-------- SUPPLIED MATERIAL --------

//! Game Logic Module
//!
//! All game simulation code. 100% deterministic.
//!
//! ## Module Structure
//!
//! - `map`: Vines, platforms, water line and goal
//! - `input`: Player actions, intents, receipt-order queue
//! - `state`: Match state, players, crocodiles, fruits
//! - `crocodile`: Crocodile spawning and movement
//! - `fruit`: Fruit placement, seeding and pickup
//! - `collision`: Contact detection
//! - `tick`: Authoritative simulation loop
//! - `events`: Game events forwarded to clients

pub mod map;
pub mod input;
pub mod state;
pub mod crocodile;
pub mod fruit;
pub mod collision;
pub mod tick;
pub mod events;

// Re-export key types
pub use input::{PlayerAction, InputQueue};
pub use state::{SimulationState, PlayerState, PlayerId, MatchPhase, CrocodileKind, SimulationError, SpawnError};
pub use tick::{tick, MatchConfig, TickResult};
pub use events::{GameEvent, EndReason};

--------

Give back exactly the lines running from the line that has "intents, receipt-order queue" to the end of the entries above.

### RESULT OF THE EXERCISE
//! - `input`: Player actions, intents, receipt-order queue
//! - `state`: Match state, players, crocodiles, fruits
//! - `crocodile`: Crocodile spawning and movement
//! - `fruit`: Fruit placement, seeding and pickup
//! - `collision`: Contact detection
//! - `tick`: Authoritative simulation loop
//! - `events`: Game events forwarded to clients

pub mod map;
pub mod input;
pub mod state;
pub mod crocodile;
pub mod fruit;
pub mod collision;
pub mod tick;
pub mod events;

// Re-export key types
pub use input::{PlayerAction, InputQueue};
pub use state::{SimulationState, PlayerState, PlayerId, MatchPhase, CrocodileKind, SimulationError, SpawnError};
pub use tick::{tick, MatchConfig, TickResult};
pub use events::{GameEvent, EndReason};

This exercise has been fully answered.